■ GIVEN RECORDS:
↓↓↓

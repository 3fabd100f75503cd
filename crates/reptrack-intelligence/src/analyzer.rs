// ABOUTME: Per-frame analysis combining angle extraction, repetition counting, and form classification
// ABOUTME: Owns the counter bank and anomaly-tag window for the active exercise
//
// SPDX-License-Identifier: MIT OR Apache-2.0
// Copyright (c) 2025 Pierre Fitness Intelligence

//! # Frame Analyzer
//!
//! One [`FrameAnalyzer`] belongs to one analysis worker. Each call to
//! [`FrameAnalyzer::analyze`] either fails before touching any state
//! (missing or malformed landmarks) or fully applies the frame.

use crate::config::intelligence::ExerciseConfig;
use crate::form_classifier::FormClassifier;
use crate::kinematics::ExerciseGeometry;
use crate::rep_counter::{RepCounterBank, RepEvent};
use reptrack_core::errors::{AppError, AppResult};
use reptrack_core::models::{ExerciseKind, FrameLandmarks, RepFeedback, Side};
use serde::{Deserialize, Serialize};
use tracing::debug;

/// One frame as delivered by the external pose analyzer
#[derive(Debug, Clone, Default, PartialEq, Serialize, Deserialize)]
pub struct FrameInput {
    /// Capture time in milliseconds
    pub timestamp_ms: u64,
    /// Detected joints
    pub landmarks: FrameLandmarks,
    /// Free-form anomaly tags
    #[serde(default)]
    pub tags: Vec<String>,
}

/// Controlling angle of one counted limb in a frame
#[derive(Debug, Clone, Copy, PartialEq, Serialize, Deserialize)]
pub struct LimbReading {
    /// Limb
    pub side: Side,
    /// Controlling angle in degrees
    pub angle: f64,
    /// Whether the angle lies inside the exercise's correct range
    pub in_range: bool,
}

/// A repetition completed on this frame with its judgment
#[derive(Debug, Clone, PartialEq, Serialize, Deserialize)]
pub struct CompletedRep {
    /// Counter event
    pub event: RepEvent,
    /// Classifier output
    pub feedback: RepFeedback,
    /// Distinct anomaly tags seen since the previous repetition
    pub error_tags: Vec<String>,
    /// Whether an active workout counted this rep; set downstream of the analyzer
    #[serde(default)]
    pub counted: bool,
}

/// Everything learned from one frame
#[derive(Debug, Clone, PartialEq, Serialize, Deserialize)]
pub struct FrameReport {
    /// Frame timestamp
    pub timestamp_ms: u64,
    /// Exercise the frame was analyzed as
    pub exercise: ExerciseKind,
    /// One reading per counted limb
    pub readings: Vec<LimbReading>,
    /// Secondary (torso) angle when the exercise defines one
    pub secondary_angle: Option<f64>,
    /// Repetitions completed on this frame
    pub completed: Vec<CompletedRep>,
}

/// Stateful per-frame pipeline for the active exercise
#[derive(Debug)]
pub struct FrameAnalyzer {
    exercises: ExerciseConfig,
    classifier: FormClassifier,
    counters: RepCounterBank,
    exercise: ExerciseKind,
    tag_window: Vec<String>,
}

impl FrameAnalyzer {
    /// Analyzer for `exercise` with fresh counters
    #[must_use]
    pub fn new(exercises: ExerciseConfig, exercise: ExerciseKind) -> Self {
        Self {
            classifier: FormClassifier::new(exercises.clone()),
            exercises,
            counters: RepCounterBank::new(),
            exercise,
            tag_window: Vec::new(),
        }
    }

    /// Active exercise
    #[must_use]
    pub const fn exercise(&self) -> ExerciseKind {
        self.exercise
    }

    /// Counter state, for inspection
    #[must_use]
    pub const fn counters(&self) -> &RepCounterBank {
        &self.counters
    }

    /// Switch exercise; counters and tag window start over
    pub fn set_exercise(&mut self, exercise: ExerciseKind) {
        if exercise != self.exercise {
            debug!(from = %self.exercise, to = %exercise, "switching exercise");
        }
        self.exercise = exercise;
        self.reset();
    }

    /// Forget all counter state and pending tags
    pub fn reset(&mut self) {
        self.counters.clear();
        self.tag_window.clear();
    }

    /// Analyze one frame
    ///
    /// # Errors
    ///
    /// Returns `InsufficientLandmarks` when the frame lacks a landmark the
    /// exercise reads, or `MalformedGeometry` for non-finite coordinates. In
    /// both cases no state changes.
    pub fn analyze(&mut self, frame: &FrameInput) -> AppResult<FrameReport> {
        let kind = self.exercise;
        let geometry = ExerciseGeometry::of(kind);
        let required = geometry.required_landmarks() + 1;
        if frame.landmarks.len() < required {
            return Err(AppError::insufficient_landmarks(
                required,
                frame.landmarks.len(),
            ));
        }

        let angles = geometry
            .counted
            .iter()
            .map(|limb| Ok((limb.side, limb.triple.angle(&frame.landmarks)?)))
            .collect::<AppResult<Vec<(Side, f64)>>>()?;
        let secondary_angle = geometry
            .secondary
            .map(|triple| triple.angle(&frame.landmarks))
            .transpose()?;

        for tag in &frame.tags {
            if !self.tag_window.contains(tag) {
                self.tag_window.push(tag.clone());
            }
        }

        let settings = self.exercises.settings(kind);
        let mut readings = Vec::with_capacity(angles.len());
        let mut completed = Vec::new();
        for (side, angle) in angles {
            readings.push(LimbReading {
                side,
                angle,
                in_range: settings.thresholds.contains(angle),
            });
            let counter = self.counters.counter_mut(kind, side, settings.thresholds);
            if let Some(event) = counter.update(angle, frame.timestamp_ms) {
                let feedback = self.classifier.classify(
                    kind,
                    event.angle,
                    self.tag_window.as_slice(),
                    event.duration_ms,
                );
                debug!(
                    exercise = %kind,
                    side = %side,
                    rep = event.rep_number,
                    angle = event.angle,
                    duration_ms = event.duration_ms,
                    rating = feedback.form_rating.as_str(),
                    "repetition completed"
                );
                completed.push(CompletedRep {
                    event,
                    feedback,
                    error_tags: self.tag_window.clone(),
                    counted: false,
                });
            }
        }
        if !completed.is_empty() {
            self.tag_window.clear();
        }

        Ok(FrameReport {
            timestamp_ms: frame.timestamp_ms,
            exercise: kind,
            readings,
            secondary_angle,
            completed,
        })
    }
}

↑↑↑

■ EXERCISE REQUIREMENTS:
Nothing beyond the line that contains "pub struct FrameInput" belongs in the answer; reproduce the entries exactly from their first line through it.

■ RESPONSE BELOW:
repository 3fabd100f75503cd
filename crates/reptrack-intelligence/src/analyzer.rs
// ABOUTME: Per-frame analysis combining angle extraction, repetition counting, and form classification
// ABOUTME: Owns the counter bank and anomaly-tag window for the active exercise
//
// SPDX-License-Identifier: MIT OR Apache-2.0
// Copyright (c) 2025 Pierre Fitness Intelligence

//! # Frame Analyzer
//!
//! One [`FrameAnalyzer`] belongs to one analysis worker. Each call to
//! [`FrameAnalyzer::analyze`] either fails before touching any state
//! (missing or malformed landmarks) or fully applies the frame.

use crate::config::intelligence::ExerciseConfig;
use crate::form_classifier::FormClassifier;
use crate::kinematics::ExerciseGeometry;
use crate::rep_counter::{RepCounterBank, RepEvent};
use reptrack_core::errors::{AppError, AppResult};
use reptrack_core::models::{ExerciseKind, FrameLandmarks, RepFeedback, Side};
use serde::{Deserialize, Serialize};
use tracing::debug;

/// One frame as delivered by the external pose analyzer
#[derive(Debug, Clone, Default, PartialEq, Serialize, Deserialize)]
pub struct FrameInput {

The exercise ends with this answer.